De pronto se le vio subir a una mesa para dirigirse directamente, por encima de la diputación del Soviet, ' todos los que habían invadido el salón de honor al seguirle.

»¡Queridos camaradas, soldados, marineros y obreros! Me complace saludar en vosotros a la revolución rusa victoriosa, a la vanguardia del ejército proletario mundial. La guerra imperialista de rapiña es el comienzo de la guerra civil en toda Europa... Se levanta el alba de la revolución socialista mundial. Todo hierve en Alemania. El imperialismo europeo puede hundirse de un día para otro. La resolución rusa hecha por nosotros ha abierto una era nueva. ¡Viva la revolución socialista mundial!»
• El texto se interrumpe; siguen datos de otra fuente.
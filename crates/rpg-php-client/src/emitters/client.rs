use minijinja::{Environment, context};
use rpg_core::GeneratorError;
use rpg_core::ir::{IrSecurityScheme, IrSpec};
use serde::Serialize;

use super::{EmitOptions, render};
use crate::type_mapper::{php_list, php_string};

#[derive(Debug, Serialize)]
struct SchemeContext {
    name: String,
    access_token_uri: String,
    authorization_uri: String,
    scopes: Option<String>,
}

impl SchemeContext {
    fn new(scheme: &IrSecurityScheme) -> Self {
        if scheme.access_token_uri.is_none() {
            log::warn!(
                "OAuth 2.0 scheme {} declares no accessTokenUri",
                scheme.name.original
            );
        }
        if !scheme.allows_client_credentials() {
            log::warn!(
                "OAuth 2.0 scheme {} does not offer client_credentials (grants: {})",
                scheme.name.original,
                scheme.grants.join(", ")
            );
        }
        Self {
            name: php_string(&scheme.name.original),
            access_token_uri: php_string(scheme.access_token_uri.as_deref().unwrap_or("")),
            authorization_uri: php_string(scheme.authorization_uri.as_deref().unwrap_or("")),
            scopes: (!scheme.scopes.is_empty())
                .then(|| php_list(scheme.scopes.iter().map(String::as_str))),
        }
    }
}

/// Emit `src/Client.php`: a Guzzle client that registers one OAuth 2.0
/// middleware per declared scheme.
pub fn emit_client(
    env: &Environment<'_>,
    ir: &IrSpec,
    options: &EmitOptions,
) -> Result<String, GeneratorError> {
    let schemes: Vec<SchemeContext> = ir.oauth2_schemes().map(SchemeContext::new).collect();
    render(
        env,
        "client.php.j2",
        context! {
            namespace => &options.namespace,
            strict_types => options.strict_types,
            title => &ir.info.title,
            schemes => schemes,
        },
    )
}

/// Emit `src/OAuth2Handler.php`.
pub fn emit_oauth2_handler(
    env: &Environment<'_>,
    options: &EmitOptions,
) -> Result<String, GeneratorError> {
    render(
        env,
        "oauth2_handler.php.j2",
        context! {
            namespace => &options.namespace,
            strict_types => options.strict_types,
        },
    )
}

/// Emit `src/TokenProvider.php`.
pub fn emit_token_provider(
    env: &Environment<'_>,
    options: &EmitOptions,
) -> Result<String, GeneratorError> {
    render(
        env,
        "token_provider.php.j2",
        context! {
            namespace => &options.namespace,
            strict_types => options.strict_types,
        },
    )
}
use minijinja::{Environment, context};
use rpg_core::GeneratorError;
use rpg_core::ir::IrSpec;

use super::{EmitOptions, render};

/// Runtime classes every model relies on, as `(class, template)` pairs.
const SUPPORT_CLASSES: &[(&str, &str)] = &[
    ("HydrationInterface", "hydration_interface.php.j2"),
    ("JsonObject", "json_object.php.j2"),
    ("Collection", "base_collection.php.j2"),
    ("Mapper", "mapper.php.j2"),
];

/// Emit the model runtime: `HydrationInterface`, `JsonObject`, `Collection`,
/// `Mapper` and the `HydratorGenerator` lookup table.
pub fn emit_support(
    env: &Environment<'_>,
    ir: &IrSpec,
    options: &EmitOptions,
) -> Result<Vec<(String, String)>, GeneratorError> {
    let namespace = options.model_namespace();
    let mut files = Vec::with_capacity(SUPPORT_CLASSES.len() + 1);
    for &(class, template) in SUPPORT_CLASSES {
        let content = render(
            env,
            template,
            context! {
                namespace => &namespace,
                strict_types => options.strict_types,
            },
        )?;
        files.push((class.to_string(), content));
    }

    let classes: Vec<String> = ir
        .models
        .iter()
        .filter(|model| !model.ignored)
        .flat_map(|model| {
            let collection = model
                .generate_collection
                .then(|| format!("{}Collection", model.name));
            std::iter::once(model.name.clone()).chain(collection)
        })
        .collect();
    let content = render(
        env,
        "hydrator_generator.php.j2",
        context! {
            namespace => &namespace,
            strict_types => options.strict_types,
            classes => classes,
        },
    )?;
    files.push(("HydratorGenerator".to_string(), content));

    Ok(files)
}
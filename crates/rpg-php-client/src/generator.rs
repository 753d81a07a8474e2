use rpg_core::config::RpgConfig;
use rpg_core::ir::IrSpec;
use rpg_core::{CodeGenerator, FileSet, GeneratedFile, GeneratorError};

use crate::emitters::{self, EmitOptions};

/// PHP client SDK generator.
pub struct PhpClientGenerator;

impl PhpClientGenerator {
    /// Resolve emitter settings from the project config.
    pub fn options(ir: &IrSpec, config: &RpgConfig) -> Result<EmitOptions, GeneratorError> {
        let namespace = match &config.php.namespace {
            Some(ns) => ns.trim_matches('\\').to_string(),
            None => ir.info.name.pascal_case.clone(),
        };
        if !is_valid_namespace(&namespace) {
            return Err(GeneratorError::InvalidConfig(format!(
                "`{namespace}` is not a valid PHP namespace"
            )));
        }

        let package_name = match &config.package.name {
            Some(name) => name.clone(),
            None => format!("{}/{}", config.package.vendor, ir.info.name.param_case),
        };
        if !package_name.contains('/') {
            return Err(GeneratorError::InvalidConfig(format!(
                "package name `{package_name}` must have the form vendor/name"
            )));
        }

        Ok(EmitOptions {
            namespace,
            strict_types: config.php.strict_types_enabled(),
            php_constraint: config.php.php_constraint(),
            package_name,
            license: config.package.license.clone(),
            description: config.package.description.clone(),
        })
    }
}

fn is_valid_namespace(namespace: &str) -> bool {
    !namespace.is_empty()
        && namespace.split('\\').all(|part| {
            let mut chars = part.chars();
            matches!(chars.next(), Some(c) if c == '_' || c.is_ascii_alphabetic())
                && chars.all(|c| c == '_' || c.is_ascii_alphanumeric())
        })
}

impl CodeGenerator for PhpClientGenerator {
    type Config = RpgConfig;

    fn generate(
        &self,
        ir: &IrSpec,
        config: &RpgConfig,
    ) -> Result<Vec<GeneratedFile>, GeneratorError> {
        let options = Self::options(ir, config)?;
        let env = emitters::environment()?;
        log::info!(
            "generating {} (namespace {}, strict types {})",
            options.package_name,
            options.namespace,
            if options.strict_types { "on" } else { "off" }
        );

        let mut files = FileSet::new();
        files.insert(GeneratedFile::new(
            "composer.json",
            emitters::scaffold::emit_composer_json(ir, &options)?,
        ))?;
        files.insert(GeneratedFile::new(
            "README.md",
            emitters::scaffold::emit_readme(&env, ir, &options)?,
        ))?;
        files.insert(GeneratedFile::new(
            ".gitignore",
            emitters::scaffold::emit_gitignore(),
        ))?;
        files.insert(GeneratedFile::new(
            "classes.php",
            emitters::request_builder::emit_classes(&env, ir, &options)?,
        ))?;
        files.insert(GeneratedFile::new(
            "src/Client.php",
            emitters::client::emit_client(&env, ir, &options)?,
        ))?;
        files.insert(GeneratedFile::new(
            "src/OAuth2Handler.php",
            emitters::client::emit_oauth2_handler(&env, &options)?,
        ))?;
        files.insert(GeneratedFile::new(
            "src/TokenProvider.php",
            emitters::client::emit_token_provider(&env, &options)?,
        ))?;

        let model_files = emitters::support::emit_support(&env, ir, &options)?
            .into_iter()
            .chain(emitters::models::emit_models(&env, ir, &options)?)
            .chain(emitters::models::emit_collections(&env, ir, &options)?);
        files.extend(
            model_files.map(|(class, content)| {
                GeneratedFile::new(format!("src/Model/{class}.php"), content)
            }),
        )?;

        files.insert(GeneratedFile::new(
            "tests/RequestBuilderTest.php",
            emitters::tests::emit_request_builder_test(&env, ir, &options)?,
        ))?;

        log::debug!("generated {} files", files.len());
        Ok(files.into_files())
    }
}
Sacudidas cada vez más vehementes contra la puerta de cristales que daba sobre el porche exterior subrayaron su discurso. La multitud agolpada afuera y contenida por un servicio de orden inexorable que no le dejaba penetrar en el interior de la estación, estaba cansada de esperar. Reclamaba ruidosamente la presencia de Lenin. Este, precedido siempre por Chliapnikov, se dirigió hacia la salida. Un clamor ensordecedor saludó su aparición entre las escalinatas del vestíbulo de honor, ahogando a la banda que había vuelto a interpretar la Marsellesa. Un «pravdista» que se hallaba a su lado le oyó murmurar: «Sí, es una revolución de verdad.»
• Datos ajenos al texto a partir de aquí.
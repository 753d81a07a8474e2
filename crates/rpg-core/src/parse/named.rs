use indexmap::IndexMap;
use serde::{Deserialize, Serialize};

/// A collection of named declarations.
///
/// The RAML parser serializes `types` and `securitySchemes` as a list of
/// single-entry mappings; hand-written documents usually use a plain mapping.
/// Both shapes are accepted and iterate in declaration order.
#[derive(Debug, Clone, PartialEq, Serialize, Deserialize)]
#[serde(untagged)]
pub enum NamedMap<T> {
    Map(IndexMap<String, T>),
    List(Vec<IndexMap<String, T>>),
}

impl<T> Default for NamedMap<T> {
    fn default() -> Self {
        NamedMap::Map(IndexMap::new())
    }
}

impl<T> NamedMap<T> {
    pub fn iter(&self) -> Box<dyn Iterator<Item = (&String, &T)> + '_> {
        match self {
            NamedMap::Map(map) => Box::new(map.iter()),
            NamedMap::List(list) => Box::new(list.iter().flat_map(|entry| entry.iter())),
        }
    }

    pub fn get(&self, name: &str) -> Option<&T> {
        self.iter().find(|(key, _)| key.as_str() == name).map(|(_, v)| v)
    }

    pub fn len(&self) -> usize {
        self.iter().count()
    }

    pub fn is_empty(&self) -> bool {
        self.len() == 0
    }
}

#[cfg(test)]
mod tests {
    use super::*;

    #[test]
    fn test_map_and_list_shapes_agree() {
        let map: NamedMap<u32> = serde_yaml_ng::from_str("a: 1\nb: 2\n").unwrap();
        let list: NamedMap<u32> = serde_yaml_ng::from_str("- a: 1\n- b: 2\n").unwrap();
        let from_map: Vec<_> = map.iter().map(|(k, v)| (k.clone(), *v)).collect();
        let from_list: Vec<_> = list.iter().map(|(k, v)| (k.clone(), *v)).collect();
        assert_eq!(from_map, from_list);
        assert_eq!(list.get("b"), Some(&2));
        assert_eq!(list.len(), 2);
    }
}
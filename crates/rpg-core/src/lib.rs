pub mod config;
pub mod error;
pub mod ir;
pub mod parse;
pub mod transform;

use indexmap::IndexMap;

pub use error::GeneratorError;

/// A generated file with path and content.
#[derive(Debug, Clone, PartialEq, Eq)]
pub struct GeneratedFile {
    pub path: String,
    pub content: String,
}

impl GeneratedFile {
    pub fn new(path: impl Into<String>, content: impl Into<String>) -> Self {
        Self {
            path: path.into(),
            content: content.into(),
        }
    }
}

/// Trait for code generators that produce files from an IR spec.
pub trait CodeGenerator {
    type Config;

    fn generate(
        &self,
        ir: &ir::IrSpec,
        config: &Self::Config,
    ) -> Result<Vec<GeneratedFile>, GeneratorError>;
}

/// Ordered set of generated files keyed by relative path.
///
/// Every path may be registered once. A second file for the same path is
/// rejected instead of silently replacing the first one.
#[derive(Debug, Default)]
pub struct FileSet {
    files: IndexMap<String, String>,
}

impl FileSet {
    pub fn new() -> Self {
        Self::default()
    }

    pub fn insert(&mut self, file: GeneratedFile) -> Result<(), GeneratorError> {
        if self.files.contains_key(&file.path) {
            log::error!("duplicate output path {}", file.path);
            return Err(GeneratorError::DuplicatePath(file.path));
        }
        log::debug!("registered {} ({} bytes)", file.path, file.content.len());
        self.files.insert(file.path, file.content);
        Ok(())
    }

    pub fn extend(
        &mut self,
        files: impl IntoIterator<Item = GeneratedFile>,
    ) -> Result<(), GeneratorError> {
        for file in files {
            self.insert(file)?;
        }
        Ok(())
    }

    pub fn len(&self) -> usize {
        self.files.len()
    }

    pub fn is_empty(&self) -> bool {
        self.files.is_empty()
    }

    pub fn get(&self, path: &str) -> Option<&str> {
        self.files.get(path).map(String::as_str)
    }

    pub fn into_files(self) -> Vec<GeneratedFile> {
        self.files
            .into_iter()
            .map(|(path, content)| GeneratedFile { path, content })
            .collect()
    }
}
use rpg_core::ir::{HttpMethod, IrAccessor, IrParent, IrType};
use rpg_core::parse;
use rpg_core::transform;

const EXAMPLE: &str = include_str!("fixtures/example-api.yaml");
const MINIMAL: &str = include_str!("fixtures/minimal.json");

fn example() -> rpg_core::ir::IrSpec {
    let api = parse::from_yaml(EXAMPLE).unwrap();
    transform::transform(&api).unwrap()
}

#[test]
fn transform_example_info() {
    let ir = example();
    assert_eq!(ir.info.title, "Example API");
    assert_eq!(ir.info.name.pascal_case, "ExampleApi");
    assert_eq!(ir.info.name.param_case, "example-api");
    assert_eq!(ir.base_uri_parameters.len(), 1);
    assert_eq!(ir.base_uri_parameters[0].name, "version");
    assert_eq!(
        ir.base_uri_parameters[0].default,
        Some(serde_json::json!("v1"))
    );
}

#[test]
fn transform_resource_tree() {
    let ir = example();
    let root = &ir.root;
    assert_eq!(root.id, "RequestBuilder");
    assert_eq!(root.methods.len(), 1, "`/` attaches to the root");

    let url = root.child("bounce").and_then(|b| b.child("url")).unwrap();
    assert_eq!(url.id, "BounceUrl");
    let verbs: Vec<HttpMethod> = url.methods.iter().map(|m| m.verb).collect();
    assert_eq!(verbs, vec![HttpMethod::Get, HttpMethod::Post]);

    let variable = root
        .child("defaults")
        .and_then(|d| d.child("parameter"))
        .and_then(|p| p.child("variable"))
        .unwrap();
    let segment = variable.parameterized.as_ref().unwrap();
    assert_eq!(segment.relative_uri, "/{variable}");
    assert_eq!(
        segment.uri_parameters[0].default,
        Some(serde_json::json!("default"))
    );

    let stat = root.child("extensions").and_then(|e| e.child("static")).unwrap();
    assert_eq!(stat.id, "ExtensionsStatic");
    assert_eq!(stat.child("json").unwrap().fixed.as_ref().unwrap().relative_uri, ".json");

    let basic = root
        .child("extensions")
        .and_then(|e| e.child("mediaType"))
        .and_then(|m| m.child("basic"))
        .unwrap();
    assert!(basic.fixed.is_none());
    assert_eq!(
        basic.parameterized.as_ref().unwrap().uri_parameters[0].variable,
        "mediaTypeExtension"
    );
}

#[test]
fn transform_merges_conflicting_routes() {
    let ir = example();
    let conflicts = ir.root.child("conflicts").unwrap();
    assert_eq!(conflicts.children.len(), 1);

    let media_type = &conflicts.children[0];
    assert_eq!(media_type.id, "ConflictsMediaType");
    assert_eq!(media_type.fixed.as_ref().unwrap().relative_uri, "/media-type");
    assert_eq!(
        media_type.parameterized.as_ref().unwrap().relative_uri,
        "{mediaTypeExtension}"
    );
    assert_eq!(media_type.methods.len(), 1);
    assert_eq!(media_type.child("route").unwrap().id, "ConflictsMediaTypeRoute");
}

#[test]
fn transform_ids_are_unique() {
    let ir = example();
    let nodes = ir.root.walk();
    let mut ids: Vec<&str> = nodes.iter().map(|r| r.id.as_str()).collect();
    let total = ids.len();
    ids.sort();
    ids.dedup();
    assert_eq!(ids.len(), total);
}

#[test]
fn transform_endpoints() {
    let ir = example();
    assert_eq!(ir.endpoints.len(), 17);

    let variable = ir
        .endpoints
        .iter()
        .find(|e| e.resource_id == "BounceParameterVariable")
        .unwrap();
    assert_eq!(variable.path, "/bounce/parameter/{variable}");
    let chain: Vec<&str> = variable.chain.iter().map(|a| a.method.as_str()).collect();
    assert_eq!(chain, vec!["bounce", "parameter", "withVariable"]);

    let json = ir
        .endpoints
        .iter()
        .find(|e| e.resource_id == "ExtensionsStaticJson")
        .unwrap();
    assert_eq!(json.path, "/extensions/static.json");
    assert_eq!(
        json.chain[1],
        IrAccessor {
            method: "_static".to_string(),
            arguments: vec![],
        }
    );
}

#[test]
fn transform_methods() {
    let ir = example();
    let search = &ir.root.child("search").unwrap().methods[0];
    let params: Vec<&str> = search
        .query_parameters
        .as_ref()
        .unwrap()
        .iter()
        .map(|p| p.original_name.as_str())
        .collect();
    assert_eq!(params, vec!["term", "page-size"]);
    assert_eq!(search.method_name.as_deref(), Some("search"));

    let headers = &ir
        .root
        .child("defaults")
        .and_then(|d| d.child("headers"))
        .unwrap()
        .methods[0];
    assert_eq!(headers.default_headers[0].name, "X-Default-Header");
    assert!(headers.query_parameters.is_none());

    let secured = ir.root.child("secured").unwrap();
    assert_eq!(secured.methods[0].security_schemes, vec!["oauth_2_0"]);
    assert!(secured.methods[1].security_schemes.is_empty());
}

#[test]
fn transform_models() {
    let ir = example();
    assert_eq!(ir.models.len(), 6);

    let owner = ir.models.iter().find(|m| m.key == "Owner").unwrap();
    assert_eq!(owner.parent, IrParent::JsonObject);
    let fields: Vec<&str> = owner.properties.iter().map(|p| p.field.as_str()).collect();
    assert_eq!(
        fields,
        vec!["name", "weight", "status", "pets", "favorite", "tags", "metadata"]
    );
    let status = owner.properties.iter().find(|p| p.field == "status").unwrap();
    assert_eq!(status.prop_type, IrType::String);
    let pets = owner.properties.iter().find(|p| p.field == "pets").unwrap();
    assert_eq!(
        pets.prop_type,
        IrType::Array(Some(Box::new(IrType::Ref("Animal".to_string()))))
    );

    let cat = ir.models.iter().find(|m| m.key == "Cat").unwrap();
    assert_eq!(cat.parent, IrParent::Model("Animal".to_string()));
    assert_eq!(cat.discriminator_value.as_deref(), Some("cat"));

    assert!(ir.models.iter().find(|m| m.key == "Internal").unwrap().ignored);
}

#[test]
fn transform_registry() {
    let ir = example();
    let family = ir.registry.discriminator("Animal").unwrap();
    assert_eq!(family.property, "kind");
    let variants: Vec<(&str, &str)> = family
        .variants
        .iter()
        .map(|v| (v.value.as_str(), v.class.as_str()))
        .collect();
    assert_eq!(variants, vec![("cat", "Cat"), ("dog", "Dog")]);
    assert!(ir.registry.has_collection("Animal"));
    assert_eq!(ir.registry.display_name("Status"), Some("Status"));
}

#[test]
fn transform_oauth2_schemes() {
    let ir = example();
    let schemes: Vec<_> = ir.oauth2_schemes().collect();
    assert_eq!(schemes.len(), 1);
    assert_eq!(schemes[0].grants, vec!["client_credentials"]);
    assert!(schemes[0].allows_client_credentials());

    let mut code_only = schemes[0].clone();
    code_only.grants = vec!["authorization_code".to_string()];
    assert!(!code_only.allows_client_credentials());
}

#[test]
fn transform_minimal_json() {
    let api = parse::from_json(MINIMAL).unwrap();
    let ir = transform::transform(&api).unwrap();
    assert!(ir.base_uri_parameters.is_empty());
    assert!(!ir.has_oauth2());
    let item = ir.root.child("items").and_then(|i| i.child("itemId")).unwrap();
    assert_eq!(item.id, "ItemsItemId");
    assert_eq!(ir.endpoints.len(), 3);
}
use serde::{Deserialize, Serialize};

use super::types::TypeRef;

/// A URI, query, or header parameter.
#[derive(Debug, Clone, PartialEq, Default, Serialize, Deserialize)]
pub struct Parameter {
    #[serde(skip_serializing_if = "Option::is_none")]
    pub name: Option<String>,

    #[serde(rename = "displayName", skip_serializing_if = "Option::is_none")]
    pub display_name: Option<String>,

    #[serde(rename = "type", skip_serializing_if = "Option::is_none")]
    pub param_type: Option<TypeRef>,

    #[serde(skip_serializing_if = "Option::is_none")]
    pub description: Option<String>,

    #[serde(rename = "default", skip_serializing_if = "Option::is_none")]
    pub default_value: Option<serde_json::Value>,

    #[serde(default)]
    pub required: bool,

    #[serde(default)]
    pub repeat: bool,

    #[serde(rename = "enum", default, skip_serializing_if = "Vec::is_empty")]
    pub enum_values: Vec<serde_json::Value>,
}

impl Parameter {
    /// The declared default, ignoring empty and null values.
    pub fn declared_default(&self) -> Option<&serde_json::Value> {
        self.default_value.as_ref().filter(|v| match v {
            serde_json::Value::Null => false,
            serde_json::Value::String(s) => !s.is_empty(),
            _ => true,
        })
    }
}
pub mod annotation;
pub mod api;
pub mod named;
pub mod parameter;
pub mod resource;
pub mod security;
pub mod types;

use crate::error::ParseError;
use api::Api;

/// Parse a RAML API document (as serialized by the RAML parser) from YAML.
pub fn from_yaml(input: &str) -> Result<Api, ParseError> {
    let api: Api = serde_yaml_ng::from_str(input)?;
    validate(&api)?;
    Ok(api)
}

/// Parse a RAML API document from JSON.
pub fn from_json(input: &str) -> Result<Api, ParseError> {
    let api: Api = serde_json::from_str(input)?;
    validate(&api)?;
    Ok(api)
}

fn validate(api: &Api) -> Result<(), ParseError> {
    if api.title.trim().is_empty() {
        return Err(ParseError::MissingField("title".to_string()));
    }
    Ok(())
}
Cegado por el proyector brutalmente apuntado contra él, Lenin trató de meterse en el auto cerrado que lo esperaba al final de la escalera. No le dejaron. Fue alzado sobre la capota del coche y obligado a dirigir unas cuantas palabras a la multitud que se apiñaba a su alrededor. Tras lo cual hubo que traer un tanque. Lenin se sentó junto al conductor y la comitiva se puso en marcha hacia el palacio de la danzarina Kchesinskaia, convertido en cuartel general del partido bolchevique, lentamente, recogiendo a su paso a través de la ciudad a nuevas multitudes que cortaban el paso cantando, gesticulando y empujándose.

Preso del proyector que lo hace aparecer en una aureola de luz por encima de masas que hormiguean en la oscuridad de la noche, Lenin, de pie, no cesa de hablar. A manos llenas lanza a la penumbra sus llamamientos a la revolución social. Es inagotable. Va sacando más y más palabras. Parece tener prisa por liberarlas del fondo de su alma, donde estuvieron ahogadas tantos años. Cada esquina supone una parada, cada parada un discurso. Siempre el mismo, pero siempre nuevo e inaudito para estos seres extenuados que por primera vez oyen un lenguaje como ése. En realidad, no logran percibir más que las migajas, pero lo que les llega les basta. Es el eco fiel de sus pensamientos secretos, que, como ayer, no se atreven a revelar por miedo a ser considerados como malos ciudadanos, y que no cesan de quemarles los labios: «¡Abajo la guerra asesina y aborrecida!»